Recent events have plunged us all into a brave new world. We are forced to confront a new normal in how we work and how we live.
We have heard about the effects of digitisation on professional life for some time. And changes have been slowly encroaching on how we do things for the last twenty years. It hasn’t been a jarring overnight epiphany where we wake up in some new digital reality. For many the blending of ‘business as usual’ enhanced by some additional digital tools such as email, smart phones and video conferencing, may have made it seem that any discussion of the future of law is very much for other people and not for them.

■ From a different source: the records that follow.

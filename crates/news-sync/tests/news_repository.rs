//! Integration tests for the news adapters against the in-memory store.

use std::sync::Arc;
use std::time::Duration;

use doc_store::{DocumentStore, Fields, MemoryStore, StoreOp};
use news_model::{
    Article, ArticleId, Category, CategoryFilter, NewArticle, NewComment, Resource, UserId,
};
use news_sync::{NewsRepository, RepositoryConfig};
use serde_json::{json, Value};

fn fields(value: Value) -> Fields {
    match value {
        Value::Object(map) => map,
        _ => panic!("expected object"),
    }
}

fn setup() -> (MemoryStore, NewsRepository) {
    let store = MemoryStore::new();
    let repo = NewsRepository::new(Arc::new(store.clone()), RepositoryConfig::default());
    (store, repo)
}

fn seed_article(store: &MemoryStore, id: &str, category: &str, published_at: i64, published: bool) {
    store.seed(
        "articles",
        id,
        fields(json!({
            "title": format!("Title {id}"),
            "summary": format!("Summary {id}"),
            "content": format!("Content {id}"),
            "category": category,
            "published": published,
            "publishedAt": published_at,
            "likeCount": 0,
            "commentCount": 0,
        })),
    );
}

fn ids(articles: &[Article]) -> Vec<&str> {
    articles.iter().map(|a| a.id.as_str()).collect()
}

fn like_count(store: &MemoryStore, id: &str) -> i64 {
    store
        .document("articles", id)
        .and_then(|doc| doc.get("likeCount").and_then(Value::as_i64))
        .unwrap_or_default()
}

#[tokio::test]
async fn all_articles_emits_loading_then_one_success_per_change() {
    let (store, repo) = setup();
    seed_article(&store, "a1", "sports", 100, true);

    let mut states = repo.all_articles();
    assert_eq!(states.recv().await, Some(Resource::Loading));
    let first = states.recv().await.unwrap().into_data().unwrap();
    assert_eq!(ids(&first), vec!["a1"]);

    seed_article(&store, "a2", "events", 200, true);
    let second = states.recv().await.unwrap().into_data().unwrap();
    assert_eq!(ids(&second), vec!["a2", "a1"]);

    // Unpublished articles do not change the result set.
    seed_article(&store, "draft", "events", 300, false);
    seed_article(&store, "a3", "other", 50, true);
    let third = states.recv().await.unwrap().into_data().unwrap();
    assert_eq!(ids(&third), vec!["a2", "a1", "a3"]);

    states.unsubscribe();
    assert_eq!(store.active_listeners(), 0);
}

#[tokio::test]
async fn live_listener_errors_surface_and_keep_the_subscription() {
    let (store, repo) = setup();
    let mut states = repo.all_articles();
    assert_eq!(states.recv().await, Some(Resource::Loading));
    assert_eq!(states.recv().await, Some(Resource::Success(vec![])));

    store.fail_listeners("articles", "permission denied");
    assert_eq!(
        states.recv().await,
        Some(Resource::Error("permission denied".into()))
    );

    seed_article(&store, "a1", "sports", 1, true);
    let after = states.recv().await.unwrap().into_data().unwrap();
    assert_eq!(ids(&after), vec!["a1"]);
}

#[tokio::test]
async fn missing_article_reports_not_found() {
    let (store, repo) = setup();
    let mut states = repo.article(&ArticleId::from("ghost"));
    assert_eq!(states.recv().await, Some(Resource::Loading));
    assert_eq!(
        states.recv().await,
        Some(Resource::Error("Article not found".into()))
    );

    seed_article(&store, "ghost", "events", 5, true);
    let article = states.recv().await.unwrap().into_data().unwrap();
    assert_eq!(article.title, "Title ghost");
}

#[tokio::test]
async fn unparsable_article_reports_parse_failure() {
    let (store, repo) = setup();
    store.seed("articles", "bad", fields(json!({ "title": 12 })));
    let mut states = repo.article(&ArticleId::from("bad"));
    assert_eq!(
        states.settle().await,
        Some(Resource::Error("Failed to parse article data".into()))
    );
}

#[tokio::test]
async fn search_matches_case_insensitively_over_published_only() {
    let (store, repo) = setup();
    seed_article(&store, "a1", "sports", 1, true);
    store.seed(
        "articles",
        "a2",
        fields(json!({ "title": "Graduation FAIR", "published": true, "publishedAt": 2 })),
    );
    store.seed(
        "articles",
        "a3",
        fields(json!({ "title": "graduation draft", "published": false, "publishedAt": 3 })),
    );

    let mut states = repo.search_articles("GRADUATION");
    assert_eq!(states.recv().await, Some(Resource::Loading));
    let found = states.recv().await.unwrap().into_data().unwrap();
    assert_eq!(ids(&found), vec!["a2"]);
    assert_eq!(states.recv().await, None);

    // Surrounding whitespace is part of the needle.
    let padded = repo.search_articles(" graduation ").settle().await;
    assert_eq!(padded, Some(Resource::Success(vec![])));
}

#[tokio::test]
async fn one_shot_reads_emit_exactly_one_terminal_state() {
    let (store, repo) = setup();
    store.fail_next(StoreOp::Query, "articles", "");

    let mut states = repo.search_articles("x");
    assert_eq!(states.recv().await, Some(Resource::Loading));
    assert_eq!(
        states.recv().await,
        Some(Resource::Error("Unknown error occurred during search".into()))
    );
    assert_eq!(states.recv().await, None);
}

#[tokio::test]
async fn category_filter_orders_newest_first() {
    let (store, repo) = setup();
    seed_article(&store, "s1", "sports", 10, true);
    seed_article(&store, "s2", "sports", 30, true);
    seed_article(&store, "e1", "events", 20, true);
    seed_article(&store, "s3", "sports", 40, false);

    let sports = repo
        .articles_by_category(&CategoryFilter::Only(Category::Sports))
        .settle()
        .await
        .unwrap()
        .into_data()
        .unwrap();
    assert_eq!(ids(&sports), vec!["s2", "s1"]);

    let all = repo
        .articles_by_category(&CategoryFilter::All)
        .settle()
        .await
        .unwrap()
        .into_data()
        .unwrap();
    assert_eq!(ids(&all), vec!["s2", "e1", "s1"]);
}

#[tokio::test]
async fn saved_articles_are_fetched_in_bounded_chunks() {
    let (store, repo) = setup();
    let saved: Vec<String> = (0..25).map(|i| format!("a{i:02}")).collect();
    for (i, id) in saved.iter().enumerate() {
        // Every fifth article has been unpublished since it was saved.
        seed_article(&store, id, "events", i as i64, i % 5 != 0);
    }
    store.seed("users", "u1", fields(json!({ "savedArticles": saved })));
    store.clear_calls();

    let articles = repo
        .saved_articles(&UserId::from("u1"))
        .settle()
        .await
        .unwrap()
        .into_data()
        .unwrap();

    assert_eq!(store.call_count(StoreOp::Query, "articles"), 3);
    let mut found: Vec<_> = ids(&articles).into_iter().map(str::to_string).collect();
    found.sort();
    let expected: Vec<_> = saved
        .iter()
        .enumerate()
        .filter(|(i, _)| i % 5 != 0)
        .map(|(_, id)| id.clone())
        .collect();
    assert_eq!(found, expected);
}

#[tokio::test]
async fn saved_articles_short_circuit_without_ids() {
    let (store, repo) = setup();
    store.seed("users", "u1", Fields::new());

    let none = repo.saved_articles(&UserId::from("u1")).settle().await;
    assert_eq!(none, Some(Resource::Success(vec![])));
    let missing = repo.saved_articles(&UserId::from("nobody")).settle().await;
    assert_eq!(missing, Some(Resource::Success(vec![])));
    assert_eq!(store.call_count(StoreOp::Query, "articles"), 0);
}

#[tokio::test]
async fn save_and_unsave_keep_one_entry() {
    let (store, repo) = setup();
    store.seed("users", "u1", Fields::new());
    let user = UserId::from("u1");
    let article = ArticleId::from("a1");

    for _ in 0..2 {
        let saved = repo.save_article(&user, &article).settle().await;
        assert_eq!(saved, Some(Resource::Success(true)));
    }
    assert_eq!(
        store.document("users", "u1").unwrap()["savedArticles"],
        json!(["a1"])
    );

    let unsaved = repo.unsave_article(&user, &article).settle().await;
    assert_eq!(unsaved, Some(Resource::Success(true)));
    assert_eq!(
        store.document("users", "u1").unwrap()["savedArticles"],
        json!([])
    );

    store.fail_next(StoreOp::Update, "users", "");
    assert_eq!(
        repo.save_article(&user, &article).settle().await,
        Some(Resource::Error("Failed to save article".into()))
    );
}

#[tokio::test]
async fn add_article_stamps_server_time_and_zero_counts() {
    let (store, repo) = setup();
    let mut draft = NewArticle::new("Fresh", "Short", "Body", Category::Announcements);
    draft.id = Some(ArticleId::from("chosen"));
    draft.author_id = UserId::from("admin");
    draft.author_name = "Admin".into();

    let id = repo.add_article(draft).settle().await.unwrap().into_data().unwrap();
    assert_eq!(id, ArticleId::from("chosen"));

    let stored = store.document("articles", "chosen").unwrap();
    assert!(stored["publishedAt"].as_i64().unwrap() > 0);
    assert_eq!(stored["likeCount"], 0);
    assert_eq!(stored["commentCount"], 0);
    assert_eq!(stored["category"], "announcements");
    assert_eq!(stored["published"], true);
}

#[tokio::test]
async fn add_article_generates_an_id_when_blank() {
    let (store, repo) = setup();
    let mut draft = NewArticle::new("Fresh", "Short", "Body", Category::Events);
    draft.id = Some(ArticleId::from(""));

    let id = repo.add_article(draft).settle().await.unwrap().into_data().unwrap();
    assert!(!id.is_blank());
    assert!(store.document("articles", id.as_str()).is_some());
}

#[tokio::test]
async fn invalid_article_is_rejected_before_any_call() {
    let (store, repo) = setup();
    let draft = NewArticle::new("", "Short", "Body", Category::Events);

    let mut states = repo.add_article(draft);
    assert_eq!(states.recv().await, Some(Resource::Loading));
    assert_eq!(
        states.recv().await,
        Some(Resource::Error("Article title is required".into()))
    );
    assert!(store.calls().is_empty());
}

#[tokio::test]
async fn comments_stream_newest_first_and_bump_the_count() {
    let (store, repo) = setup();
    seed_article(&store, "a1", "events", 1, true);
    let article = ArticleId::from("a1");

    let mut comments = repo.comments(&article);
    assert_eq!(comments.recv().await, Some(Resource::Loading));
    assert_eq!(comments.recv().await, Some(Resource::Success(vec![])));

    for text in ["first", "  second  "] {
        let posted = repo
            .add_comment(NewComment {
                article_id: article.clone(),
                user_id: UserId::from("u1"),
                user_display_name: "Reader".into(),
                text: text.into(),
            })
            .settle()
            .await;
        assert!(posted.unwrap().is_success());
        tokio::time::sleep(Duration::from_millis(2)).await;
    }

    let mut latest = Vec::new();
    while latest.len() < 2 {
        latest = comments.recv().await.unwrap().into_data().unwrap();
    }
    assert_eq!(latest[1].text, "first");
    assert_eq!(latest[0].text, "second");
    assert!(latest[0].created_at >= latest[1].created_at);
    assert_eq!(
        store.document("articles", "a1").unwrap()["commentCount"],
        2
    );
}

#[tokio::test]
async fn blank_comment_is_rejected_without_backend_calls() {
    let (store, repo) = setup();
    let mut states = repo.add_comment(NewComment {
        article_id: ArticleId::from("a1"),
        user_id: UserId::from("u1"),
        user_display_name: "Reader".into(),
        text: "   ".into(),
    });
    assert_eq!(states.recv().await, Some(Resource::Loading));
    assert_eq!(
        states.recv().await,
        Some(Resource::Error("Comment cannot be empty".into()))
    );
    assert!(store.calls().is_empty());
}

#[tokio::test]
async fn like_then_unlike_round_trips_the_count() {
    let (store, repo) = setup();
    seed_article(&store, "a1", "events", 1, true);
    let user = UserId::from("u1");
    let article = ArticleId::from("a1");

    let liked = repo.toggle_like(&user, &article, true).settle().await;
    assert_eq!(liked, Some(Resource::Success(true)));
    assert_eq!(like_count(&store, "a1"), 1);
    assert_eq!(
        repo.is_article_liked(&user, &article).settle().await,
        Some(Resource::Success(true))
    );

    let unliked = repo.toggle_like(&user, &article, false).settle().await;
    assert_eq!(unliked, Some(Resource::Success(true)));
    assert_eq!(like_count(&store, "a1"), 0);
    assert_eq!(
        repo.is_article_liked(&user, &article).settle().await,
        Some(Resource::Success(false))
    );
}

#[tokio::test]
async fn marker_failure_leaves_count_untouched() {
    let (store, repo) = setup();
    seed_article(&store, "a1", "events", 1, true);
    store.fail_next(StoreOp::Set, "users/u1/likes", "");

    let result = repo
        .toggle_like(&UserId::from("u1"), &ArticleId::from("a1"), true)
        .settle()
        .await;
    assert_eq!(result, Some(Resource::Error("Failed to toggle like".into())));
    assert_eq!(like_count(&store, "a1"), 0);
    assert!(store.document("users/u1/likes", "a1").is_none());
    assert_eq!(store.call_count(StoreOp::Update, "articles"), 0);
}

#[tokio::test]
async fn count_failure_after_marker_leaves_them_out_of_step() {
    let (store, repo) = setup();
    seed_article(&store, "a1", "events", 1, true);
    store.fail_next(StoreOp::Update, "articles", "quota exceeded");

    let result = repo
        .toggle_like(&UserId::from("u1"), &ArticleId::from("a1"), true)
        .settle()
        .await;
    assert_eq!(result, Some(Resource::Error("quota exceeded".into())));
    assert!(store.document("users/u1/likes", "a1").is_some());
    assert_eq!(like_count(&store, "a1"), 0);
}

#[tokio::test]
async fn comment_author_name_prefers_session_then_profile() {
    let (store, repo) = setup();
    store.seed("users", "u1", fields(json!({ "displayName": "Profile Name" })));

    let mut user = auth_engine::AuthUser {
        user_id: UserId::from("u1"),
        email: "u1@ndejje.ac.ug".into(),
        display_name: Some("Session Name".into()),
    };
    assert_eq!(repo.comment_author_name(&user).await, "Session Name");

    user.display_name = None;
    assert_eq!(repo.comment_author_name(&user).await, "Profile Name");

    user.user_id = UserId::from("unknown");
    assert_eq!(repo.comment_author_name(&user).await, "Anonymous");

    store.fail_next(StoreOp::Get, "users", "offline");
    user.user_id = UserId::from("u1");
    assert_eq!(repo.comment_author_name(&user).await, "Anonymous");
}

#[tokio::test]
async fn custom_chunk_size_changes_query_count() {
    let store = MemoryStore::new();
    let repo = NewsRepository::new(
        Arc::new(store.clone()),
        RepositoryConfig { in_query_limit: 4 },
    );
    let saved: Vec<String> = (0..9).map(|i| format!("a{i}")).collect();
    for id in &saved {
        seed_article(&store, id, "events", 1, true);
    }
    store.seed("users", "u1", fields(json!({ "savedArticles": saved })));

    let articles = repo
        .saved_articles(&UserId::from("u1"))
        .settle()
        .await
        .unwrap()
        .into_data()
        .unwrap();
    assert_eq!(articles.len(), 9);
    assert_eq!(store.call_count(StoreOp::Query, "articles"), 3);

    // The store itself still rejects oversized `in` lists.
    let oversized = saved.iter().map(String::as_str).chain(["x", "y"]);
    let query = doc_store::Query::collection("articles").where_in("id", oversized);
    assert!(store.query(&query).await.is_err());
}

However, one thing that the COVID-19 crisis has shown is just how different the future might be if we need to work in different ways on a large scale and how unprepared in reality many organisations have been. It’s not just being unprepared in terms of actually technology but also in mind set.
What recent events have brought to the forefront is the most significant challenge in the future of the legal profession is how we blend the human and the digital to best effect.
Blending human talent and technology
Research and writing on the future of business and leadership in the digital age shows us that it’s actually our human qualities, like empathy, that will be the ones we need to focus on and learn how to apply in the most effective and appropriate ways. But that doesn’t mean we can ignore processes and technology; ideally the most effective delivery of legal services in the future will be the best fusion of human ability and new tools.
Tension between our human lived experience and new ways of understanding the world have often been at the heart of science fiction. The title of DWF's new GC series takes its name from Aldous Huxley’s Brave New World. The central paradox in the book is the tension between the more mechanistic, process driven machines versus the basic human need to be individualistic, creative and express oneself.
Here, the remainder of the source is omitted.